AEnertia writes "Novell have been quick in moving ahead with their recent aquisition of SuSE. I was browsing their site when I found this page describing their new certification (CLE) under their certifications programs. Looks like they are positioning their well respected certification program for their newest asset."

14 of 248 comments (clear)

  1. Fake "engineer" certs should not be legal by Rex+Code · · Score: 5, Insightful

    I went to a real engineering school to learn Computer Engineering (a 4 year EEE + CS program), and every time I see a company create a certification program that takes less than a month to become an "engineer", well... it makes me cringe. I know in other parts of the world that it's not legal to abuse terminology like that, and wish the US would adopt some similar standards. This dilutes the prestige associated with earning an actual engineering degree (really, there is some!).
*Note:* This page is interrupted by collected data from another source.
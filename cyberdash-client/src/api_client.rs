//! REST client for the CyberDash API.

use async_trait::async_trait;
use cyberdash_api::error::ApiError as ApiServerError;
use cyberdash_api::routes::agents::RosterChange;
use cyberdash_api::AgentListing;
use cyberdash_core::{Agent, AgentId, ChatReply, ChatRequest, ChatTurn, LiveCounters};
use cyberdash_llm::{ChatProvider, LlmError, LlmResult};
use serde::{de::DeserializeOwned, Serialize};
use serde_json::json;

use crate::config::ClientConfig;

const PROVIDER: &str = "cyberdash-api";

#[derive(Debug, thiserror::Error)]
pub enum ApiClientError {
    #[error("HTTP error: {0}")]
    Http(#[from] reqwest::Error),
    #[error("Serialization error: {0}")]
    Serde(#[from] serde_json::Error),
    #[error("{message}")]
    Status { status: u16, message: String },
}

impl ApiClientError {
    pub fn status(&self) -> Option<u16> {
        match self {
            ApiClientError::Status { status, .. } => Some(*status),
            ApiClientError::Http(err) => err.status().map(|s| s.as_u16()),
            ApiClientError::Serde(_) => None,
        }
    }
}

impl From<ApiClientError> for LlmError {
    fn from(err: ApiClientError) -> Self {
        match err {
            ApiClientError::Serde(e) => LlmError::InvalidResponse {
                provider: PROVIDER.to_string(),
                reason: e.to_string(),
            },
            ApiClientError::Http(e) if e.is_timeout() => LlmError::Timeout {
                provider: PROVIDER.to_string(),
            },
            other => LlmError::RequestFailed {
                provider: PROVIDER.to_string(),
                status: other.status().unwrap_or(0),
                message: other.to_string(),
            },
        }
    }
}

/// Query string for `GET /api/agents`.
#[derive(Debug, Clone, Default, PartialEq, Eq, Serialize)]
pub struct AgentFilter {
    #[serde(skip_serializing_if = "Option::is_none")]
    pub q: Option<String>,
    #[serde(skip_serializing_if = "Option::is_none")]
    pub team: Option<String>,
    #[serde(skip_serializing_if = "Option::is_none")]
    pub role: Option<String>,
    #[serde(skip_serializing_if = "Option::is_none")]
    pub group: Option<String>,
    #[serde(skip_serializing_if = "Option::is_none")]
    pub scope: Option<String>,
    #[serde(skip_serializing_if = "Option::is_none")]
    pub page: Option<usize>,
    #[serde(skip_serializing_if = "Option::is_none")]
    pub page_size: Option<usize>,
}

impl AgentFilter {
    pub fn text(q: impl Into<String>) -> Self {
        let q = q.into();
        Self {
            q: (!q.is_empty()).then_some(q),
            ..Self::default()
        }
    }

    pub fn with_page(mut self, page: usize, page_size: usize) -> Self {
        self.page = Some(page);
        self.page_size = Some(page_size);
        self
    }
}

#[derive(Debug, Clone)]
pub struct RestClient {
    client: reqwest::Client,
    base_url: String,
}

impl RestClient {
    pub fn new(config: &ClientConfig) -> Result<Self, ApiClientError> {
        let client = reqwest::Client::builder()
            .timeout(config.request_timeout())
            .build()?;
        Ok(Self {
            client,
            base_url: config.base_url().to_string(),
        })
    }

    pub fn base_url(&self) -> &str {
        &self.base_url
    }

    // ------------------------------------------------------------------------
    // Agents
    // ------------------------------------------------------------------------

    pub async fn list_agents(&self, filter: &AgentFilter) -> Result<AgentListing, ApiClientError> {
        let response = self
            .client
            .get(self.url("/api/agents"))
            .query(filter)
            .send()
            .await?;
        parse_response(response).await
    }

    pub async fn get_agent(&self, id: AgentId) -> Result<Agent, ApiClientError> {
        let response = self
            .client
            .get(self.url(&format!("/api/agents/{}", id)))
            .send()
            .await?;
        parse_response(response).await
    }

    pub async fn add_agents(&self, n: usize) -> Result<RosterChange, ApiClientError> {
        self.post_json("/api/agents", &json!({ "add": n })).await
    }

    pub async fn scale_agents(&self, n: usize) -> Result<RosterChange, ApiClientError> {
        self.post_json("/api/agents", &json!({ "scale": n })).await
    }

    pub async fn reset_agents(&self) -> Result<RosterChange, ApiClientError> {
        let response = self.client.delete(self.url("/api/agents")).send().await?;
        parse_response(response).await
    }

    pub async fn reseed_agents(
        &self,
        count: Option<usize>,
        seed: Option<i64>,
    ) -> Result<RosterChange, ApiClientError> {
        self.post_json("/api/agents/reseed", &json!({ "count": count, "seed": seed }))
            .await
    }

    pub async fn live_counters(&self) -> Result<LiveCounters, ApiClientError> {
        let response = self.client.get(self.url("/api/agents/live")).send().await?;
        parse_response(response).await
    }

    // ------------------------------------------------------------------------
    // Chat
    // ------------------------------------------------------------------------

    pub async fn chat(&self, turns: &[ChatTurn]) -> Result<ChatReply, ApiClientError> {
        let request = ChatRequest {
            messages: turns.to_vec(),
        };
        self.post_json("/api/chat", &request).await
    }

    fn url(&self, path: &str) -> String {
        format!("{}{}", self.base_url, path)
    }

    async fn post_json<T: DeserializeOwned, B: Serialize + ?Sized>(
        &self,
        path: &str,
        body: &B,
    ) -> Result<T, ApiClientError> {
        let response = self.client.post(self.url(path)).json(body).send().await?;
        parse_response(response).await
    }
}

#[async_trait]
impl ChatProvider for RestClient {
    async fn complete(&self, turns: &[ChatTurn]) -> LlmResult<String> {
        Ok(self.chat(turns).await?.content)
    }

    fn model_id(&self) -> &str {
        PROVIDER
    }
}

async fn parse_response<T: DeserializeOwned>(
    response: reqwest::Response,
) -> Result<T, ApiClientError> {
    let status = response.status();
    let text = response.text().await?;
    if status.is_success() {
        return Ok(serde_json::from_str(&text)?);
    }
    Err(ApiClientError::Status {
        status: status.as_u16(),
        message: error_message(status.as_u16(), &text),
    })
}

/// Server error message, or the raw body when it is not an API error.
pub fn error_message(status: u16, body: &str) -> String {
    if let Ok(api_error) = serde_json::from_str::<ApiServerError>(body) {
        return api_error.message;
    }
    let body = body.trim();
    if body.is_empty() {
        format!("HTTP {}", status)
    } else {
        body.to_string()
    }
}

#[cfg(test)]
mod tests {
    use super::*;

    #[test]
    fn test_error_message_prefers_api_error() {
        let body = r#"{"code":"NOT_CONFIGURED","message":"Missing GEMINI_API_KEY"}"#;
        assert_eq!(error_message(500, body), "Missing GEMINI_API_KEY");
    }

    #[test]
    fn test_error_message_falls_back_to_text() {
        assert_eq!(error_message(502, "bad gateway\n"), "bad gateway");
        assert_eq!(error_message(503, ""), "HTTP 503");
    }

    #[test]
    fn test_status_error_maps_to_llm_error() {
        let err = ApiClientError::Status {
            status: 500,
            message: "Missing GEMINI_API_KEY".to_string(),
        };
        let llm: LlmError = err.into();
        assert_eq!(llm.message(), "Missing GEMINI_API_KEY");
        assert_eq!(llm.upstream_status(), Some(500));
    }

    #[test]
    fn test_filter_skips_empty_fields() {
        let filter = AgentFilter::text("G1").with_page(2, 10);
        let json = serde_json::to_value(&filter).unwrap();
        assert_eq!(json, json!({ "q": "G1", "page": 2, "page_size": 10 }));
        assert_eq!(AgentFilter::text(""), AgentFilter::default());
    }
}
    I know the difference between a real engineer and a fake one, but I'm not so sure the average guy on the street understands the distinction. I also suspect people in hiring positions give a lot more weight to a certification that pretends to be an engineering degree than they really should.

    1. Re:Fake "engineer" certs should not be legal by BeerMilkshake · · Score: 5, Insightful

      Of course, if IT became a Profession (like engineering, medicine, law, real-estate, accounting,...) then there would be a regulating body with real power to stop people from practicing when they do not have the necessary credentials.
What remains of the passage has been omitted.